— AIM OF THE TASK —
Look through the data below. Collect every line where the word "RefreshCoordinator" occurs.

WORKING DATA below:

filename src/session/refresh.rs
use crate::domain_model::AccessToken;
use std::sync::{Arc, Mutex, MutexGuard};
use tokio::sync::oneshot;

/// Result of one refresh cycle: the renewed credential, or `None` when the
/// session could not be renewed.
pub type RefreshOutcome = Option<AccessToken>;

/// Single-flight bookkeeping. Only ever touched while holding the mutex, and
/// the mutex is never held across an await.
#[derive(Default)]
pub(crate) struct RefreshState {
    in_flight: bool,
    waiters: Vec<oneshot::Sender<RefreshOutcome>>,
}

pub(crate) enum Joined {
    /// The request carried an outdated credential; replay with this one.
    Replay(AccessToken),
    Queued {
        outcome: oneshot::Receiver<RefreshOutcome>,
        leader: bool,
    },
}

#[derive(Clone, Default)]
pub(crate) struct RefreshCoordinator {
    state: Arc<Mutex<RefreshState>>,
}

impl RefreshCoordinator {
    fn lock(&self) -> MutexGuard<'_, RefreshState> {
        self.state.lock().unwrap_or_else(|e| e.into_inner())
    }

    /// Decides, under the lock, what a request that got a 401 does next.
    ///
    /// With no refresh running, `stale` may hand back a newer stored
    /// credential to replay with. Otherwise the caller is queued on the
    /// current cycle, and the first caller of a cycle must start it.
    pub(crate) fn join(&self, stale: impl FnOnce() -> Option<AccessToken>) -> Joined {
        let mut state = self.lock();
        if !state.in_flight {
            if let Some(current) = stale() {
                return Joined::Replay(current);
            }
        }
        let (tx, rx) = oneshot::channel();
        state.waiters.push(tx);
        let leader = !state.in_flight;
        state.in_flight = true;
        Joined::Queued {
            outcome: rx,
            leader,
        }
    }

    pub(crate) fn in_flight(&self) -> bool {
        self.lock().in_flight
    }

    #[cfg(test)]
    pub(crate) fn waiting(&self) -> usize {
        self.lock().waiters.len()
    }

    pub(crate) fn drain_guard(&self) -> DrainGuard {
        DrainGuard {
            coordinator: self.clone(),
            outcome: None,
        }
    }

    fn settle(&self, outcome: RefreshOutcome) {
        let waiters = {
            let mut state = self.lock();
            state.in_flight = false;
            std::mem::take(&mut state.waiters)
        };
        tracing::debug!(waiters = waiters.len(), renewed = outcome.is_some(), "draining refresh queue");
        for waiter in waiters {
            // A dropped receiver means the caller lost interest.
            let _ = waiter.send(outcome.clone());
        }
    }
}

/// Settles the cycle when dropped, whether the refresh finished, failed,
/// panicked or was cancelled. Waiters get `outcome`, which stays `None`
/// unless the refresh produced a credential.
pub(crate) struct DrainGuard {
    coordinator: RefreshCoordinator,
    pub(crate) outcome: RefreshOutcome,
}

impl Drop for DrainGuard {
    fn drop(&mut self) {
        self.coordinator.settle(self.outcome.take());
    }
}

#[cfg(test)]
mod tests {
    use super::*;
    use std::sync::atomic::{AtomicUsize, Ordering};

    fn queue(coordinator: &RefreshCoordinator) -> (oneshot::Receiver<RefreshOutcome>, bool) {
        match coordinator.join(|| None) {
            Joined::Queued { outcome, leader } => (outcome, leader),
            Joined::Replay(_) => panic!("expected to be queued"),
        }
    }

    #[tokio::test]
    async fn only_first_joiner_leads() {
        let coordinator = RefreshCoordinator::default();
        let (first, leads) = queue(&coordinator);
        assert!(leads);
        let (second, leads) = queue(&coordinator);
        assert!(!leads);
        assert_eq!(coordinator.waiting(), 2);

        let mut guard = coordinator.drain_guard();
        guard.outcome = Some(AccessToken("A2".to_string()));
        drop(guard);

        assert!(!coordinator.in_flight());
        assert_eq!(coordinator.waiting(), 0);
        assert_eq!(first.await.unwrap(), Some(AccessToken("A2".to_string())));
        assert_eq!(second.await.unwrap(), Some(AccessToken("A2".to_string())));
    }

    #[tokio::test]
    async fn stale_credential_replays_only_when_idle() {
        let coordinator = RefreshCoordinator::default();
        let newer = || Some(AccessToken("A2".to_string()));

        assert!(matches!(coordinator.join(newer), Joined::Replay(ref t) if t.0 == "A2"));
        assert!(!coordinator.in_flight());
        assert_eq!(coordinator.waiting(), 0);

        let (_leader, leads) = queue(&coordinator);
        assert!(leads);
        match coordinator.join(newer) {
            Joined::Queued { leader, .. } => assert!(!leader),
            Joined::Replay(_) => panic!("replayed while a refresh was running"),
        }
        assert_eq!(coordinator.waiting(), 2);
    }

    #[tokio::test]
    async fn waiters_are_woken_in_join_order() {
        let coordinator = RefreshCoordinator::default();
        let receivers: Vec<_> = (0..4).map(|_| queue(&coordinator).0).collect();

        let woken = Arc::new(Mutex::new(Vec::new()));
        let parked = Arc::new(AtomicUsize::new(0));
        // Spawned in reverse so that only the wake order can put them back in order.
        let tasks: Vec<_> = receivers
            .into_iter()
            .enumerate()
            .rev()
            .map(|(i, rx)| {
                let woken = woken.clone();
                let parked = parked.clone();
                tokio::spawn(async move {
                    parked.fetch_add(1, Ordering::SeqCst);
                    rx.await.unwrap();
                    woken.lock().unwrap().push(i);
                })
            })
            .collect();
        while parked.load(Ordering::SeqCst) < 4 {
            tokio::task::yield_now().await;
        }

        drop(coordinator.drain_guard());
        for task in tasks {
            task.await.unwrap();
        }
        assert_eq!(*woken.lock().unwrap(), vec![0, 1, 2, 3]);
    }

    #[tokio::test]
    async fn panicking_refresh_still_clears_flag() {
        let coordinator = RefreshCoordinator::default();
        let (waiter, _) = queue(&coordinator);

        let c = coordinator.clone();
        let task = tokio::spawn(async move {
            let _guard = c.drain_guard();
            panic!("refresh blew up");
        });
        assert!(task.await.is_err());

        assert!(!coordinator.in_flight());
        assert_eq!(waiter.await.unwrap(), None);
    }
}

End of WORKING DATA.
WORKING DATA below:

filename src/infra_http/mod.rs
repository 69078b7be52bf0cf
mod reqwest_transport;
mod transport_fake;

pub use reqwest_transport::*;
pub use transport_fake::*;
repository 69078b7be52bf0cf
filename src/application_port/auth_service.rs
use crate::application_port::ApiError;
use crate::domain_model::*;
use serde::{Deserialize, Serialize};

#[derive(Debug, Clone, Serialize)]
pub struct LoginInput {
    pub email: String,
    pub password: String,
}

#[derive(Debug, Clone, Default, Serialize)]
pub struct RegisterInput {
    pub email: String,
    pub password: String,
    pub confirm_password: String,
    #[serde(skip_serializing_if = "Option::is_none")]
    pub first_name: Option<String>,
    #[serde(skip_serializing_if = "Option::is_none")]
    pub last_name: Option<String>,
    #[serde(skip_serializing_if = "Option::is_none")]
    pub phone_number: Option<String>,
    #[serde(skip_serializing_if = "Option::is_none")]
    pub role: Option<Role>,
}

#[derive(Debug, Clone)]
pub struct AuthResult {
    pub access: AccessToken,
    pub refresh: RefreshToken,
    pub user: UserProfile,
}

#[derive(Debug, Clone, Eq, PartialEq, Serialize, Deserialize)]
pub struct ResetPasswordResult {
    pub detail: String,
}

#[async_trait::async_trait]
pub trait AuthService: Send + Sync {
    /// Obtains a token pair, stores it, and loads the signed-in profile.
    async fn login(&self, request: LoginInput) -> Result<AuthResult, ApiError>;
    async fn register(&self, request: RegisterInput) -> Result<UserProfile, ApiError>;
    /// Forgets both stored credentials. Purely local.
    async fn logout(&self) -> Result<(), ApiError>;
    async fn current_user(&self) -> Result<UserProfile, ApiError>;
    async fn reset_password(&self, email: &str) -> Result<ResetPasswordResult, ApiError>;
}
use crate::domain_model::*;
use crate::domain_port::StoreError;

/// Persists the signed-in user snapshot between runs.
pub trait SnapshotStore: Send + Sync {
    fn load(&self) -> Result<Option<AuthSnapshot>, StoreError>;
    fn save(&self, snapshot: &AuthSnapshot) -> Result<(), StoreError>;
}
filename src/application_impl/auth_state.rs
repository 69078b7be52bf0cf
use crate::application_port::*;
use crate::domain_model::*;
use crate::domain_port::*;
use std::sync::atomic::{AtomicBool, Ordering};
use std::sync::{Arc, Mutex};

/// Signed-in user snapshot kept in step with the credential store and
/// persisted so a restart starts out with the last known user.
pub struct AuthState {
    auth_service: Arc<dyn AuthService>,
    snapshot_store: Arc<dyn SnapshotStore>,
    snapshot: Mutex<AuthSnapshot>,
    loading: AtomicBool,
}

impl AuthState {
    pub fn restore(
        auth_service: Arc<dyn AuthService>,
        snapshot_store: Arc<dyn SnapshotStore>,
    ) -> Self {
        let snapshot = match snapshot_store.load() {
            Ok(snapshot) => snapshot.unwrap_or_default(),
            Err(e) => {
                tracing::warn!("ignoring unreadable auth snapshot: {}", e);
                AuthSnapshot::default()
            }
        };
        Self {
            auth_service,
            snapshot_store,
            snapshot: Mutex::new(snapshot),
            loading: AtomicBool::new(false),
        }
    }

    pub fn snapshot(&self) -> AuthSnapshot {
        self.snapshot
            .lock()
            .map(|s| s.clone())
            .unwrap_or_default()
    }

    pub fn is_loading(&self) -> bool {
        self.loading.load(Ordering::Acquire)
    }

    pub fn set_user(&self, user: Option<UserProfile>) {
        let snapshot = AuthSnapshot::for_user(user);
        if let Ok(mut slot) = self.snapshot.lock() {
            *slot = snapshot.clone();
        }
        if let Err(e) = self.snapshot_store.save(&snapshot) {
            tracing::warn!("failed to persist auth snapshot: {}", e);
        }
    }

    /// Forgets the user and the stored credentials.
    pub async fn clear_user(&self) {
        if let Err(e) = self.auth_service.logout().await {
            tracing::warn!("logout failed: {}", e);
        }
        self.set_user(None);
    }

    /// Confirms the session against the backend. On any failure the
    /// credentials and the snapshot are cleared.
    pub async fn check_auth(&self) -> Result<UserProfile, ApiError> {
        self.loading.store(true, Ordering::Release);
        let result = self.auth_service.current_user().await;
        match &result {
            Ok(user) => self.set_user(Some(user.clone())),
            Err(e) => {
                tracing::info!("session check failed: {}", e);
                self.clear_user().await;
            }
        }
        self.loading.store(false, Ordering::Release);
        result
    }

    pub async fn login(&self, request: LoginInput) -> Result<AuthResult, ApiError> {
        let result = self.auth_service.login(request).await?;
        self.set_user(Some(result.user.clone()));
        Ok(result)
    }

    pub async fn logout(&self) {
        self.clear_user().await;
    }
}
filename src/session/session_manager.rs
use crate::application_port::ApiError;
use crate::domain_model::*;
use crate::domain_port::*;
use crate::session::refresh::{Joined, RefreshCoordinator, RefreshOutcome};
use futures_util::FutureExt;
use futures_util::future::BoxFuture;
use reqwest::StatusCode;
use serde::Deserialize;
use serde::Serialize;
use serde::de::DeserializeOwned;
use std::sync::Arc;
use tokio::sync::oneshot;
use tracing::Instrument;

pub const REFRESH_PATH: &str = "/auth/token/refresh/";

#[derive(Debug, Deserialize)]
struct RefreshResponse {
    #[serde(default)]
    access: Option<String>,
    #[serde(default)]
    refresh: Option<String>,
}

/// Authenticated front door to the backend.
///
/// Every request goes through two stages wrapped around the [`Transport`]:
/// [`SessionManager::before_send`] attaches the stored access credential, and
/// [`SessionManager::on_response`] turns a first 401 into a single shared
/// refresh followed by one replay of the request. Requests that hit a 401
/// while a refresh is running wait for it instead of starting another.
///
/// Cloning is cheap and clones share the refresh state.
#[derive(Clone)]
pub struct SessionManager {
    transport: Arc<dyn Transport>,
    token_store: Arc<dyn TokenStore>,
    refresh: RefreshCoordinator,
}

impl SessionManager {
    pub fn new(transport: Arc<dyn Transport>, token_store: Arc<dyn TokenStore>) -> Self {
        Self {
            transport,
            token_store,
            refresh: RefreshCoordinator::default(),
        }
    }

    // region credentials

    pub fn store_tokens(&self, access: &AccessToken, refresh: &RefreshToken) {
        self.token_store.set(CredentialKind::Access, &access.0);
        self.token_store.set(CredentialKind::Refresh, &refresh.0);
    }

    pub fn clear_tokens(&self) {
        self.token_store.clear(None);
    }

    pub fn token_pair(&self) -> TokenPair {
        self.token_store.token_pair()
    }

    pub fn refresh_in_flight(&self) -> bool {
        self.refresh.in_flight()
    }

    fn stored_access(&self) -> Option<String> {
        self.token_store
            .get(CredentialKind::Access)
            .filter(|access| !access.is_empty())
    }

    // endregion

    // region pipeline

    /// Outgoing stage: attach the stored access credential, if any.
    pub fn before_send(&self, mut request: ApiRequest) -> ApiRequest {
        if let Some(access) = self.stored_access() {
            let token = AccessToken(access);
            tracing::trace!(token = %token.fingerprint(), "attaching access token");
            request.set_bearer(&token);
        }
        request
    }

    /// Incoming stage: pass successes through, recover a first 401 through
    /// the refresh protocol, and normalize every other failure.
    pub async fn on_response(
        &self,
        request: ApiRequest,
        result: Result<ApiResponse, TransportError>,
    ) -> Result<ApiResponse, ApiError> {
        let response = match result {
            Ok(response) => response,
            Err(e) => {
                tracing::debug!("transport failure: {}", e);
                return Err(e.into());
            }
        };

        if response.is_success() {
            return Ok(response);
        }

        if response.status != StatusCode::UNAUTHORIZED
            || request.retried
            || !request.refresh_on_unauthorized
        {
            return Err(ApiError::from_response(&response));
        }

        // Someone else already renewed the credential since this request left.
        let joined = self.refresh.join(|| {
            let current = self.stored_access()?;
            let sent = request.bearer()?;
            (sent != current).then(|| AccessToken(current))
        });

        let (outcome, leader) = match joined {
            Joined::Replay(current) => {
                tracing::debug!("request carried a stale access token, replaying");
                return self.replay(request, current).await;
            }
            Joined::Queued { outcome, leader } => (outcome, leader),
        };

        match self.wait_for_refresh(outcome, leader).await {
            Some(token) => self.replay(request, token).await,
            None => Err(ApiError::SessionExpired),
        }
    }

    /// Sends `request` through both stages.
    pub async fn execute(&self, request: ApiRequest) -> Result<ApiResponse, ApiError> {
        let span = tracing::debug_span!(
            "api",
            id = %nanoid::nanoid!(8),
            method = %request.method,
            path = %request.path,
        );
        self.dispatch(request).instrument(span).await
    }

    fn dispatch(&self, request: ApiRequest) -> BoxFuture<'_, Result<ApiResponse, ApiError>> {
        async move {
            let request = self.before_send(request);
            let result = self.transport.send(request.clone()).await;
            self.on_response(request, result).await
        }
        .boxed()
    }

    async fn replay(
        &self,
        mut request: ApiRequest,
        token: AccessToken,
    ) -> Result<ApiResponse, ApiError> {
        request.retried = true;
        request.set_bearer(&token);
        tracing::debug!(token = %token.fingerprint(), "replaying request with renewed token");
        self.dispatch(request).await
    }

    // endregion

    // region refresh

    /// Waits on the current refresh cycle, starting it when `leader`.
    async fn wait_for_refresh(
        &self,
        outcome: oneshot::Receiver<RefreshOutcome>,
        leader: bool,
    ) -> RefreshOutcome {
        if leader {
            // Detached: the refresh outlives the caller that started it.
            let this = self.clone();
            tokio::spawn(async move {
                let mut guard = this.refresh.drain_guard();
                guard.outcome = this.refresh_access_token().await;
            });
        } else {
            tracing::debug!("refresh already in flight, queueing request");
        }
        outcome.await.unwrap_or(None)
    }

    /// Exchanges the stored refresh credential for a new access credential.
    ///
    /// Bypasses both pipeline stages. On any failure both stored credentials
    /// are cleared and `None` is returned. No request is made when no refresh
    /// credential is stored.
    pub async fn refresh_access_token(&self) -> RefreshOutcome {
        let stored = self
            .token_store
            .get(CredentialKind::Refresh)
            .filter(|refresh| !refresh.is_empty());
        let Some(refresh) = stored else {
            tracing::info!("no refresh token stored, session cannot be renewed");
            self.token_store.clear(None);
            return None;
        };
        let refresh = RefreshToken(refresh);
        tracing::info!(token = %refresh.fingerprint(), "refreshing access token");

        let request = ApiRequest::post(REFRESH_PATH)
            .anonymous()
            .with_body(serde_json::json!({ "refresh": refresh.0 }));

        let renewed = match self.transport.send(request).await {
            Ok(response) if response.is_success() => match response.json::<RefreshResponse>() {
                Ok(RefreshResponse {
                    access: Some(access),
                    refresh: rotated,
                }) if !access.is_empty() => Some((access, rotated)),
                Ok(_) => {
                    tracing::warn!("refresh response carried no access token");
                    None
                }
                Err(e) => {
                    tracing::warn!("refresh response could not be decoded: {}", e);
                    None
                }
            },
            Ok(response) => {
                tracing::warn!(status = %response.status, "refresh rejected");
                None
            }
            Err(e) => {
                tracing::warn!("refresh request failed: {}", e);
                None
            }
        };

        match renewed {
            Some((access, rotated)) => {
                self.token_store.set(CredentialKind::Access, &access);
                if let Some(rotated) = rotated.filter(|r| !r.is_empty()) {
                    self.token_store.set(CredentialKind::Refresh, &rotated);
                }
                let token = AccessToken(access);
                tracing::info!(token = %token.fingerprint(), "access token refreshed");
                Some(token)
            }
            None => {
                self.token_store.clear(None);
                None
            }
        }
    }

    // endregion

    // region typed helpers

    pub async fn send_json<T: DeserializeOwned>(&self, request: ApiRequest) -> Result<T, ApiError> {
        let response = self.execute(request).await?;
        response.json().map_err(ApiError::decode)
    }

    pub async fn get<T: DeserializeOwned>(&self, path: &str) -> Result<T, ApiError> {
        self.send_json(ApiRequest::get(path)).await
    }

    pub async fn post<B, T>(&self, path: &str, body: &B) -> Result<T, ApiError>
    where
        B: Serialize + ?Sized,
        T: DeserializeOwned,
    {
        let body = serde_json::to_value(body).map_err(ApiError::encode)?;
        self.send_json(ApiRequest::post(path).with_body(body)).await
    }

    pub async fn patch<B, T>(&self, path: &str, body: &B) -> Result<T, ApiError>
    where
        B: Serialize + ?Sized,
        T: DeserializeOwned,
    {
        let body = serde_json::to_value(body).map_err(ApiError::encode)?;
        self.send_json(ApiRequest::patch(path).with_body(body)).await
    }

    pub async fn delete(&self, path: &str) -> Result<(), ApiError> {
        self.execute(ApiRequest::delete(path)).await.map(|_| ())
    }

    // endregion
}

End of WORKING DATA.

— RESPONSE TO THIS TASK —
pub(crate) struct RefreshCoordinator {
impl RefreshCoordinator {
    coordinator: RefreshCoordinator,
    fn queue(coordinator: &RefreshCoordinator) -> (oneshot::Receiver<RefreshOutcome>, bool) {
        let coordinator = RefreshCoordinator::default();
        let coordinator = RefreshCoordinator::default();
        let coordinator = RefreshCoordinator::default();
        let coordinator = RefreshCoordinator::default();
use crate::session::refresh::{Joined, RefreshCoordinator, RefreshOutcome};
    refresh: RefreshCoordinator,
            refresh: RefreshCoordinator::default(),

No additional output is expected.